Data listing Block Start

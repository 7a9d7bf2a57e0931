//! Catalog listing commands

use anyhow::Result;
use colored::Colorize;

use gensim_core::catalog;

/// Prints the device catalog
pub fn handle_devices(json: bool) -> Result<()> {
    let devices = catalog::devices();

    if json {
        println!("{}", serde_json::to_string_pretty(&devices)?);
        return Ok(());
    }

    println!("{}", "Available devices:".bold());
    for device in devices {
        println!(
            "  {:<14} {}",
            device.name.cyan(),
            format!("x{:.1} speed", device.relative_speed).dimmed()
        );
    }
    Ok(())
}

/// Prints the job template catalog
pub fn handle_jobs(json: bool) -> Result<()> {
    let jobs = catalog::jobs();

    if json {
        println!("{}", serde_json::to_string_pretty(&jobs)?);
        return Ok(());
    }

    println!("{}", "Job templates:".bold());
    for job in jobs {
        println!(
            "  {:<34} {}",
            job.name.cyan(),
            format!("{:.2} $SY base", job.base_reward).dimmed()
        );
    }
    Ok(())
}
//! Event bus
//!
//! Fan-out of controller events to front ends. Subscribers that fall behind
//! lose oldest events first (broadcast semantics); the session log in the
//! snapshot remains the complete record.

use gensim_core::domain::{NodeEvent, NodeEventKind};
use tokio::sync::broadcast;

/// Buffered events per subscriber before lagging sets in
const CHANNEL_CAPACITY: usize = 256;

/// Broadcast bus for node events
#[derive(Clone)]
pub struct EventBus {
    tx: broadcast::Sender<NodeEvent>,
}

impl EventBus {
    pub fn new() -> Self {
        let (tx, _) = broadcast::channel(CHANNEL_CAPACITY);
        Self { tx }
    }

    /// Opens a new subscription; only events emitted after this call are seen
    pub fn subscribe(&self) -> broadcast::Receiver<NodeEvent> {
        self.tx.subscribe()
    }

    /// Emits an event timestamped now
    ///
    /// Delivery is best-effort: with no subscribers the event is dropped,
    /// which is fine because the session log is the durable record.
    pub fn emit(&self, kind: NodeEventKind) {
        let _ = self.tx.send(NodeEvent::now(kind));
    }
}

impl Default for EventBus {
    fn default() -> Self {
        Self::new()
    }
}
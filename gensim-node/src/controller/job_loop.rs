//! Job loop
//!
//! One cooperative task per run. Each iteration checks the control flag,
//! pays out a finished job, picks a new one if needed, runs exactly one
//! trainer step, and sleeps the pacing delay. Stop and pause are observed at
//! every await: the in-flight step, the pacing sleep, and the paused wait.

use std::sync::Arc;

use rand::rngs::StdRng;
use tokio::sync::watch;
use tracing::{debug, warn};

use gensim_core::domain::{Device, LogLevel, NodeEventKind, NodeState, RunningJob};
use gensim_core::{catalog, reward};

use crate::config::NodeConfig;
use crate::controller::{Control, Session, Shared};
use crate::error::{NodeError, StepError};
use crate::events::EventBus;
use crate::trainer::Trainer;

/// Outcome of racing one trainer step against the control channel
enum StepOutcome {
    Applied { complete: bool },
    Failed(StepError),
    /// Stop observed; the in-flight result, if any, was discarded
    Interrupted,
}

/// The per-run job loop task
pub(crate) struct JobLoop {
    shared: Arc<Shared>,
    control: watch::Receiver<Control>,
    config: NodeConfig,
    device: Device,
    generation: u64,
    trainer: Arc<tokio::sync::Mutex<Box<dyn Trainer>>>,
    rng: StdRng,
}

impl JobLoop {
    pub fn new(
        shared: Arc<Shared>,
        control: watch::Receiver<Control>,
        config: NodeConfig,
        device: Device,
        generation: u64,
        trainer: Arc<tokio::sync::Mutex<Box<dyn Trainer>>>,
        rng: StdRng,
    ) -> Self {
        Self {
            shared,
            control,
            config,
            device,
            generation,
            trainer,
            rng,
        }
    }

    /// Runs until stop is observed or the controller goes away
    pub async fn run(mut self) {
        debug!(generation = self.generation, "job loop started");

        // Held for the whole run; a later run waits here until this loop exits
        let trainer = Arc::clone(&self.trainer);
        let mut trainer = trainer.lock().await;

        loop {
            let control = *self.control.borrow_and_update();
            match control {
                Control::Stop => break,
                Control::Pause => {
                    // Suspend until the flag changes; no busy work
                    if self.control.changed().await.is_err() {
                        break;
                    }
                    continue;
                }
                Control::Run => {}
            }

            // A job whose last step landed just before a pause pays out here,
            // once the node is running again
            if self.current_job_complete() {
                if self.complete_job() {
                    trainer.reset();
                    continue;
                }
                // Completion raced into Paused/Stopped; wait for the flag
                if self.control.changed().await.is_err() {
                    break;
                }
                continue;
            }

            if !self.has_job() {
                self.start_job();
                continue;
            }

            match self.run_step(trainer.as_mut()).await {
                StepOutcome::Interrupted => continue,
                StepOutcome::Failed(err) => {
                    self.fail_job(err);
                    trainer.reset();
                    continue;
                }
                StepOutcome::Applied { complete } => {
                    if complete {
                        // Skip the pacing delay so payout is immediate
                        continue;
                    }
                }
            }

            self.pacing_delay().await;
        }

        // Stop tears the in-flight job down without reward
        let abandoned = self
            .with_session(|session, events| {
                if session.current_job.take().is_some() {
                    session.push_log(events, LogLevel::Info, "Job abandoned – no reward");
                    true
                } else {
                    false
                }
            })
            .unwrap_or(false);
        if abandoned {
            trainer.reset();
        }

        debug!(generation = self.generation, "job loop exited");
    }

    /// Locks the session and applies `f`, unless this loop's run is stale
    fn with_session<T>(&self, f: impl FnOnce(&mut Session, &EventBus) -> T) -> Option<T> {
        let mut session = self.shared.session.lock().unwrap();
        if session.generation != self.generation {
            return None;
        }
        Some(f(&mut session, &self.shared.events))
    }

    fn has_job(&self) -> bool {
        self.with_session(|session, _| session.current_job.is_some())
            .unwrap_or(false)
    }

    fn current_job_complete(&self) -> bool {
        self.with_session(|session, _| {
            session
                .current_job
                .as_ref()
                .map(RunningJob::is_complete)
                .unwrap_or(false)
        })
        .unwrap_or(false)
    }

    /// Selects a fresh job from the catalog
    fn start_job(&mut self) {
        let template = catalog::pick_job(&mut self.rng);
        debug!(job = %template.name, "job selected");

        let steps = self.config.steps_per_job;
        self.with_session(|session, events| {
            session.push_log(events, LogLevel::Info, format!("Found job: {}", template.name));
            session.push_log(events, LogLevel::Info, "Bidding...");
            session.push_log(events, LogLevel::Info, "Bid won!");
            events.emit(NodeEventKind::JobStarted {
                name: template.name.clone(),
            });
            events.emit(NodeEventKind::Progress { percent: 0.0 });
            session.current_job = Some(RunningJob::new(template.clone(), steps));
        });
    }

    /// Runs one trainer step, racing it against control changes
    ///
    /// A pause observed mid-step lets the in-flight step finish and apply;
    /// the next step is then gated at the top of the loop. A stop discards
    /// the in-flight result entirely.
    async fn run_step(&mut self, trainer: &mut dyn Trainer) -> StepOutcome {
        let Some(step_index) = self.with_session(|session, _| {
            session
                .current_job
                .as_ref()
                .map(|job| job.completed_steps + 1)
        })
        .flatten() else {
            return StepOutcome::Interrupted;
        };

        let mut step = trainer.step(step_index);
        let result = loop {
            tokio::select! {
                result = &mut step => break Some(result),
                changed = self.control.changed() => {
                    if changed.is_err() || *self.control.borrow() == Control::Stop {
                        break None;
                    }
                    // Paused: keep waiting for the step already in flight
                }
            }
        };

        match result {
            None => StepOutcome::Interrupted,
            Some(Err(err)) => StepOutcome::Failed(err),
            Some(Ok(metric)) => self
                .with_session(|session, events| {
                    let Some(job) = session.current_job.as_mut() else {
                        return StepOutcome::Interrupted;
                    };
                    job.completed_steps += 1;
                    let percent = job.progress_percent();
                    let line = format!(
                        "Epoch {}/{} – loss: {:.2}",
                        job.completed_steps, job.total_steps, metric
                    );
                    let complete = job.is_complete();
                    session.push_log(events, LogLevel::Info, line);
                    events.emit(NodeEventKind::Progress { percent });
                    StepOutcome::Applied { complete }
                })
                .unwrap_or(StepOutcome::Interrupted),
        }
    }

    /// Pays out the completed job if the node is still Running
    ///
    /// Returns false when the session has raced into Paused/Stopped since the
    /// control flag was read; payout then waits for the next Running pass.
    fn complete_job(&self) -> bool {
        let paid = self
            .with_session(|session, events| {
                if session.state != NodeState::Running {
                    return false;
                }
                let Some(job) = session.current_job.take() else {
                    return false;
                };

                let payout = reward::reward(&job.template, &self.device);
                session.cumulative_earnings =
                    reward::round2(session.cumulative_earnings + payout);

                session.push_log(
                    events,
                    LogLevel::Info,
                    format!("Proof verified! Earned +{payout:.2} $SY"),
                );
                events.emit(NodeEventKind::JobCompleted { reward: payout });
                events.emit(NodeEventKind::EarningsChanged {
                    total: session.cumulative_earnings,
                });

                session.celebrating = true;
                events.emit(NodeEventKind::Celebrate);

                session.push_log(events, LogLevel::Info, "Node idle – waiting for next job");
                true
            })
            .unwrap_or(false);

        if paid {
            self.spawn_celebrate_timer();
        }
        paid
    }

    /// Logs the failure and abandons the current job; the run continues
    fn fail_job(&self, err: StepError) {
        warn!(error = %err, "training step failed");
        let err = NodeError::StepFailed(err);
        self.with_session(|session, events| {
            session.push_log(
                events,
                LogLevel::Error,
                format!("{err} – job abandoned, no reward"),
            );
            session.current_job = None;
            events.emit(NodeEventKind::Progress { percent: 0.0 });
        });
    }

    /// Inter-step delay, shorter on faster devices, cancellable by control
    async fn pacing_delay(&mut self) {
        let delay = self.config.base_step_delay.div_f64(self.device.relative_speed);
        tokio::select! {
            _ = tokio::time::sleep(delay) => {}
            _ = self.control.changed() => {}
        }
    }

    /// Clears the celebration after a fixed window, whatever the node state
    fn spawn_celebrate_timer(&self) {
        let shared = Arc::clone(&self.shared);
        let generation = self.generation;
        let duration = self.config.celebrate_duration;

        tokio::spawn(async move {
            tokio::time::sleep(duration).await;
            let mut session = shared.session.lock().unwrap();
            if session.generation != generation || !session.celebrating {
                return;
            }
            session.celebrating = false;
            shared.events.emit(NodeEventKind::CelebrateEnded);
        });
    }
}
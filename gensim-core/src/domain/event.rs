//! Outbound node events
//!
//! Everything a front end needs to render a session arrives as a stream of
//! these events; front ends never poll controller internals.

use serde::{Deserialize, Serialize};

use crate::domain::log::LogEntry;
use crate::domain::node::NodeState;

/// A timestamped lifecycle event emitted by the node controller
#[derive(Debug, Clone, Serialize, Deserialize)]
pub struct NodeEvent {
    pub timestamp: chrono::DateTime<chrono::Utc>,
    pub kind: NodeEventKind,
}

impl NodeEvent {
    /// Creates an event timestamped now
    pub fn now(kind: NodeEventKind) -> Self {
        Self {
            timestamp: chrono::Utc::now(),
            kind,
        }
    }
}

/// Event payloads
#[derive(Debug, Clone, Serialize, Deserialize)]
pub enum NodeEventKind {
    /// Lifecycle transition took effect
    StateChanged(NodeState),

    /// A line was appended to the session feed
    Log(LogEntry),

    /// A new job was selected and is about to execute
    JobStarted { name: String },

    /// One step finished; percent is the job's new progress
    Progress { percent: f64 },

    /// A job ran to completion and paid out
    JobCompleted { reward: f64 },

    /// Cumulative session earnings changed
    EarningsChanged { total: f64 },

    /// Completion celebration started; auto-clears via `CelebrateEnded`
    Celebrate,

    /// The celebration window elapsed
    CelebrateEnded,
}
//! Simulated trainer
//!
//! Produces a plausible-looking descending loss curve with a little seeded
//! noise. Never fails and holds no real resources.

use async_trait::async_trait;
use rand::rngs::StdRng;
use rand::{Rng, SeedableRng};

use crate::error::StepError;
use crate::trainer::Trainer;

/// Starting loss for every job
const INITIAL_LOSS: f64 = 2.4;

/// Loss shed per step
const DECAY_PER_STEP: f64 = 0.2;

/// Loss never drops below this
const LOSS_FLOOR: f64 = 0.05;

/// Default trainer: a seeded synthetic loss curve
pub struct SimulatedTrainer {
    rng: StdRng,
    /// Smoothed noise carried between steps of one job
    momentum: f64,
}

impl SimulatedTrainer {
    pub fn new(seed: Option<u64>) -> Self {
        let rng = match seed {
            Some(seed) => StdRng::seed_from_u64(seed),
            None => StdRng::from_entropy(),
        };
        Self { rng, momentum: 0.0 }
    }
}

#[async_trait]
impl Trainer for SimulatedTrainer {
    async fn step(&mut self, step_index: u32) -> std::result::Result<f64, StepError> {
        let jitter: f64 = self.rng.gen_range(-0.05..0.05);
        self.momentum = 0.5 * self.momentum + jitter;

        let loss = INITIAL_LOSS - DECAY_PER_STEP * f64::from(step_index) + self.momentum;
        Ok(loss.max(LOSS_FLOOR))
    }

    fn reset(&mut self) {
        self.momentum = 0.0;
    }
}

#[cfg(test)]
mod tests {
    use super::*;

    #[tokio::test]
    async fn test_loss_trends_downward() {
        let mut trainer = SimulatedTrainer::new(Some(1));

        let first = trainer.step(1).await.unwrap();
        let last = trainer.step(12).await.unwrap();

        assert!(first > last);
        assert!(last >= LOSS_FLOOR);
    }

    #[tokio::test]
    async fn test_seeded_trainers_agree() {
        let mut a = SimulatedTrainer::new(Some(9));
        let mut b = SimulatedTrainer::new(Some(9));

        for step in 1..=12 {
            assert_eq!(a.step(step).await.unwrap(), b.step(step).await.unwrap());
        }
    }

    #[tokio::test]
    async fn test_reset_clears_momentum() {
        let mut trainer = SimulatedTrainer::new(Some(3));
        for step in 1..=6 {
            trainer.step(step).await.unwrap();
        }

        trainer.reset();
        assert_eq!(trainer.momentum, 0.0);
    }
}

Data listing Block End

Repeat the data word for word, starting at its first line and stopping after the line that contains "use tokio::sync::broadcast;".

Expected output
repository 7a9d7bf2a57e0931
//! Catalog listing commands

use anyhow::Result;
use colored::Colorize;

use gensim_core::catalog;

/// Prints the device catalog
pub fn handle_devices(json: bool) -> Result<()> {
    let devices = catalog::devices();

    if json {
        println!("{}", serde_json::to_string_pretty(&devices)?);
        return Ok(());
    }

    println!("{}", "Available devices:".bold());
    for device in devices {
        println!(
            "  {:<14} {}",
            device.name.cyan(),
            format!("x{:.1} speed", device.relative_speed).dimmed()
        );
    }
    Ok(())
}

/// Prints the job template catalog
pub fn handle_jobs(json: bool) -> Result<()> {
    let jobs = catalog::jobs();

    if json {
        println!("{}", serde_json::to_string_pretty(&jobs)?);
        return Ok(());
    }

    println!("{}", "Job templates:".bold());
    for job in jobs {
        println!(
            "  {:<34} {}",
            job.name.cyan(),
            format!("{:.2} $SY base", job.base_reward).dimmed()
        );
    }
    Ok(())
}
//! Event bus
//!
//! Fan-out of controller events to front ends. Subscribers that fall behind
//! lose oldest events first (broadcast semantics); the session log in the
//! snapshot remains the complete record.

use gensim_core::domain::{NodeEvent, NodeEventKind};
use tokio::sync::broadcast;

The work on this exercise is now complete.